» **Dataset records**:
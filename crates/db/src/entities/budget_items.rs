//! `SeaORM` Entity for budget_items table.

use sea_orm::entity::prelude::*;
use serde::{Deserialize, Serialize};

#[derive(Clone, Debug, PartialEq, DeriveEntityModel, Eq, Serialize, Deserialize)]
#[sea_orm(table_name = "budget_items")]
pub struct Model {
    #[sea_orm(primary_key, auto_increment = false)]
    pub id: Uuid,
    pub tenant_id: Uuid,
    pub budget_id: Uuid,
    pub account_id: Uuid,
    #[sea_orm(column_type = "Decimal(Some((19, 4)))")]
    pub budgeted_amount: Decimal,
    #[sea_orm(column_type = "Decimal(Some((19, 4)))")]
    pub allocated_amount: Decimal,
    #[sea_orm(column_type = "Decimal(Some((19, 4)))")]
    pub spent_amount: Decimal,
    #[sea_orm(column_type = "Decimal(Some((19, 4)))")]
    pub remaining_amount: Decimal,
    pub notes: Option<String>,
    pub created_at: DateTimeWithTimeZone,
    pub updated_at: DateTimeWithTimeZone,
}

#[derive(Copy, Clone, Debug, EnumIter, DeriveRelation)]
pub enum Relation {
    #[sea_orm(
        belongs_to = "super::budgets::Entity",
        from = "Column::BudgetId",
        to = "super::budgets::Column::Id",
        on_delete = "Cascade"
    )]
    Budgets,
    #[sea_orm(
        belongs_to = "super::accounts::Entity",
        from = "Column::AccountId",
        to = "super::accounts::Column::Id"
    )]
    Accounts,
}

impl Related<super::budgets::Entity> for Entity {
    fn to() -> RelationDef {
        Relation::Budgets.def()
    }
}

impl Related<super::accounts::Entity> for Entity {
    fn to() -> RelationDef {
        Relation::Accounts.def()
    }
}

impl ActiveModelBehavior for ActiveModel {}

» **How to complete this task**: All the records above need to be set down again exactly as they were given.

» **Solution below**:
filename crates/db/src/entities/budget_items.rs
//! `SeaORM` Entity for budget_items table.

use sea_orm::entity::prelude::*;
use serde::{Deserialize, Serialize};

#[derive(Clone, Debug, PartialEq, DeriveEntityModel, Eq, Serialize, Deserialize)]
#[sea_orm(table_name = "budget_items")]
pub struct Model {
    #[sea_orm(primary_key, auto_increment = false)]
    pub id: Uuid,
    pub tenant_id: Uuid,
    pub budget_id: Uuid,
    pub account_id: Uuid,
    #[sea_orm(column_type = "Decimal(Some((19, 4)))")]
    pub budgeted_amount: Decimal,
    #[sea_orm(column_type = "Decimal(Some((19, 4)))")]
    pub allocated_amount: Decimal,
    #[sea_orm(column_type = "Decimal(Some((19, 4)))")]
    pub spent_amount: Decimal,
    #[sea_orm(column_type = "Decimal(Some((19, 4)))")]
    pub remaining_amount: Decimal,
    pub notes: Option<String>,
    pub created_at: DateTimeWithTimeZone,
    pub updated_at: DateTimeWithTimeZone,
}

#[derive(Copy, Clone, Debug, EnumIter, DeriveRelation)]
pub enum Relation {
    #[sea_orm(
        belongs_to = "super::budgets::Entity",
        from = "Column::BudgetId",
        to = "super::budgets::Column::Id",
        on_delete = "Cascade"
    )]
    Budgets,
    #[sea_orm(
        belongs_to = "super::accounts::Entity",
        from = "Column::AccountId",
        to = "super::accounts::Column::Id"
    )]
    Accounts,
}

impl Related<super::budgets::Entity> for Entity {
    fn to() -> RelationDef {
        Relation::Budgets.def()
    }
}

impl Related<super::accounts::Entity> for Entity {
    fn to() -> RelationDef {
        Relation::Accounts.def()
    }
}

impl ActiveModelBehavior for ActiveModel {}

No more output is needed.